| GIVEN ENTRIES |
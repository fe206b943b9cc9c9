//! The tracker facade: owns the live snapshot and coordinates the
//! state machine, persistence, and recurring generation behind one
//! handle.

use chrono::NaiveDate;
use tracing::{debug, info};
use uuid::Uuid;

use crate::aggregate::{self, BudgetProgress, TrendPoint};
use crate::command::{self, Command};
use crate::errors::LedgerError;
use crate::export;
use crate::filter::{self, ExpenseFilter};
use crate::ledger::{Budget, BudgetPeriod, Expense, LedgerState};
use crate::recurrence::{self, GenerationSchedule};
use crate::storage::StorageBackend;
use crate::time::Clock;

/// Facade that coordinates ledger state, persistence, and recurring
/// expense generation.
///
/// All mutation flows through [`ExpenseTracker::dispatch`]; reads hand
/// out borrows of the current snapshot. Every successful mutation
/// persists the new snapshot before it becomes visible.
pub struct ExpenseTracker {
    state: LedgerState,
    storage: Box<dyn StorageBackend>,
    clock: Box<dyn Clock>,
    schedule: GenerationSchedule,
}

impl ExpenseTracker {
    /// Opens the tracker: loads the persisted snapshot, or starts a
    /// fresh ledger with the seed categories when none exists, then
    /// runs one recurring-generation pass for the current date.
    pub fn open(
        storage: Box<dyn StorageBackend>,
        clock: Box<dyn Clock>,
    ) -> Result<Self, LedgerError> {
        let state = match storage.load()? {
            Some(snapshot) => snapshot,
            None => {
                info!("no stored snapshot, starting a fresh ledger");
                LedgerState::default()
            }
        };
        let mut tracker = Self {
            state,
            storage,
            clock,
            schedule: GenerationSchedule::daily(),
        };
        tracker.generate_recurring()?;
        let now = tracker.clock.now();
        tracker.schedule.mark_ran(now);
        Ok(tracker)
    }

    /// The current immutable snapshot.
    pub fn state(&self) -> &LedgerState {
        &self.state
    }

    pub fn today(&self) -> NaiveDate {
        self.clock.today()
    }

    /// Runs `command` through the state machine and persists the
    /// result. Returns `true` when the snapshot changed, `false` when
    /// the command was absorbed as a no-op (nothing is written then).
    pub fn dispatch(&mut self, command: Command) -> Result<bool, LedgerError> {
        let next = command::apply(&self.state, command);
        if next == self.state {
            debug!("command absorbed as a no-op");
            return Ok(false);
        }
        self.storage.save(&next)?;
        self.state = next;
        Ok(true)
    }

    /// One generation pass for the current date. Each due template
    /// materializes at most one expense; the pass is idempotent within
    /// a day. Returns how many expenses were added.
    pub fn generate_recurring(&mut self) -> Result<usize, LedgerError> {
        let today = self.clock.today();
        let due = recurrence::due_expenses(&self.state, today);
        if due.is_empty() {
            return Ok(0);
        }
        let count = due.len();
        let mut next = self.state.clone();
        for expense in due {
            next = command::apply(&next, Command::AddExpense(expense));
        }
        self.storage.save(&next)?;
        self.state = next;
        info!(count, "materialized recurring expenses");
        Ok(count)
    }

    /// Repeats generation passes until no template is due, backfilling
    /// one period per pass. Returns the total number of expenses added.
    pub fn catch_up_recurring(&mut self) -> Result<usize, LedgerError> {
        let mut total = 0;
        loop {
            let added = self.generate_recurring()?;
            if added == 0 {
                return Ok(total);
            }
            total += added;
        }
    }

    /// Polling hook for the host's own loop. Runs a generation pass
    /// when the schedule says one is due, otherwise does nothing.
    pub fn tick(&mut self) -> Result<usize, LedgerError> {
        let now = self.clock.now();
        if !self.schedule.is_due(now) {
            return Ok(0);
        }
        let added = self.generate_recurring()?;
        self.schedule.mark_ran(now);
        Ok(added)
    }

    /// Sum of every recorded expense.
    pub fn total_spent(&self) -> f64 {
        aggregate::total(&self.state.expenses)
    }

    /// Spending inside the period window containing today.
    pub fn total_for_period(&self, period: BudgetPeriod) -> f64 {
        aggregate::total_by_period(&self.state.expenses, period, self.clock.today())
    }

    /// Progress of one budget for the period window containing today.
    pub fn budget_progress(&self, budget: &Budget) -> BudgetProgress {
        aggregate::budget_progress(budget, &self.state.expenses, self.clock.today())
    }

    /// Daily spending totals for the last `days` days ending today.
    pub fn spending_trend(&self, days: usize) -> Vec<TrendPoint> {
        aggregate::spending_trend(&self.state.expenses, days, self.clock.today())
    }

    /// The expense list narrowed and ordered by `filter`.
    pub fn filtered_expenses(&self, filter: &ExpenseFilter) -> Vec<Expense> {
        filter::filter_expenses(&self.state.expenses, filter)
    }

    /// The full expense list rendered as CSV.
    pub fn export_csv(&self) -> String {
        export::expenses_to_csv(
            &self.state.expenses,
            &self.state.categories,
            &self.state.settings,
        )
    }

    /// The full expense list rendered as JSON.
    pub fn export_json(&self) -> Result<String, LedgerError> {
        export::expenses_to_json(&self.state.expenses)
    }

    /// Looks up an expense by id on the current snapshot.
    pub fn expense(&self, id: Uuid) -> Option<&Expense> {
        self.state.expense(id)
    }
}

...

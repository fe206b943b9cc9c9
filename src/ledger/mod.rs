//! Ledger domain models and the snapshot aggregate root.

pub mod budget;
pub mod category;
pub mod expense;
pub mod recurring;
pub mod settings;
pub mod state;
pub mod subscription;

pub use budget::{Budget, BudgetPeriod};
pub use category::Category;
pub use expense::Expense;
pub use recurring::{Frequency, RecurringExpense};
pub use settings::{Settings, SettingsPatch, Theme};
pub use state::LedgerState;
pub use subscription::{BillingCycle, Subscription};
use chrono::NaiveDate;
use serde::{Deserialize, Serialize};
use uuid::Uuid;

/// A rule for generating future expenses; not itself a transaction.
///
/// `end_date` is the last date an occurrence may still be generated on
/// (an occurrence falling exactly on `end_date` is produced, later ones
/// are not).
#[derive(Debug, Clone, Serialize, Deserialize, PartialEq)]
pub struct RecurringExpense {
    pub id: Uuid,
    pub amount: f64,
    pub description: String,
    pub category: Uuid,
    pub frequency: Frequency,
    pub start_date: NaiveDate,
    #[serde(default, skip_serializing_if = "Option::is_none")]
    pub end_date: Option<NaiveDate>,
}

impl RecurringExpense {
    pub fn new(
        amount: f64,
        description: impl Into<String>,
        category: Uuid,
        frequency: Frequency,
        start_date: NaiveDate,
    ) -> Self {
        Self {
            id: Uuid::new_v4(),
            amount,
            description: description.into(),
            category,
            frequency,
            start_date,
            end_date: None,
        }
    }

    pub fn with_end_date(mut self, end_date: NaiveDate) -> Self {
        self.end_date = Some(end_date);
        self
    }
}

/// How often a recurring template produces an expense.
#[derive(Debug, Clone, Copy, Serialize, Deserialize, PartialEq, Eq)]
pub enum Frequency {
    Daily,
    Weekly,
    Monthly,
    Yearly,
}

--

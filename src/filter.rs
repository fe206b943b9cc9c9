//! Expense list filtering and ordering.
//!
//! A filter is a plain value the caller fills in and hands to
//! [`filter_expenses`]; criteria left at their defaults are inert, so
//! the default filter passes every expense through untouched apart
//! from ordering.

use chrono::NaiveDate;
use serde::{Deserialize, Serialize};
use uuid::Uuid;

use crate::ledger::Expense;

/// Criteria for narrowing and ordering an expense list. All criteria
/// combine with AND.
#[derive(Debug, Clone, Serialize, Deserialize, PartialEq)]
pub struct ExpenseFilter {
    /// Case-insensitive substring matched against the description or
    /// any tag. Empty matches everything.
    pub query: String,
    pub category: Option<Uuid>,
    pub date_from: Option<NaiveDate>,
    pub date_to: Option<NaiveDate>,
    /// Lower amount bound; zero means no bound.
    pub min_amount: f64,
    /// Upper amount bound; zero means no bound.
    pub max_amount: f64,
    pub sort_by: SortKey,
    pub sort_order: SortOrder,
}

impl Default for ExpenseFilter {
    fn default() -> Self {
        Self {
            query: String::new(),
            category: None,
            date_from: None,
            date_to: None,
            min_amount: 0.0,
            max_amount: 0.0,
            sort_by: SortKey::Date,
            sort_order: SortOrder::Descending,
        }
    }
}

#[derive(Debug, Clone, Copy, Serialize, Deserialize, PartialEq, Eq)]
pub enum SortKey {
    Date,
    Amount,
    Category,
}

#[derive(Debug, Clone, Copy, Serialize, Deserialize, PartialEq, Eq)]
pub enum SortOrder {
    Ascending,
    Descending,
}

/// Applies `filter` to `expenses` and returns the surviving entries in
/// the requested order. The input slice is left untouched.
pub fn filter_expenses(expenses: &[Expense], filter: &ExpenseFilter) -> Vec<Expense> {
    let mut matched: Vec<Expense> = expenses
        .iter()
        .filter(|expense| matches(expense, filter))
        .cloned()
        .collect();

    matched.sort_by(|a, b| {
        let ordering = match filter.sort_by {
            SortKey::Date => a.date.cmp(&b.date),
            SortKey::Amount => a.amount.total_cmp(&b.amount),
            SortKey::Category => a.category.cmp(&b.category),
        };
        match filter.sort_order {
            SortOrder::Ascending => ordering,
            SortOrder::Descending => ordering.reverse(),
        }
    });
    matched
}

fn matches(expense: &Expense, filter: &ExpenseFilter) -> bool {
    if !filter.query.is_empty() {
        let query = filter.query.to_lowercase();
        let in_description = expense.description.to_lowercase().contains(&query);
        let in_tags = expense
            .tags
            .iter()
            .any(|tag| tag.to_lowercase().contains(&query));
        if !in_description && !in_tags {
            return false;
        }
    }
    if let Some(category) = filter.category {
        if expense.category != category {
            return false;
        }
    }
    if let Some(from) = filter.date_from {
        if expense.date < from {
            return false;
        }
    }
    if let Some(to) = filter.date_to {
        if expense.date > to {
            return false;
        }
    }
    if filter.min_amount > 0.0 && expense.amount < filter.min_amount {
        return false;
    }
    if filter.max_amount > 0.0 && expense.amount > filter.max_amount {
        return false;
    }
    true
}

| WHAT YOU HAVE TO DO |
The answer is to be a bare number, showing how many lines of the records contain "template".

| ANSWER TO THE EXERCISE |
3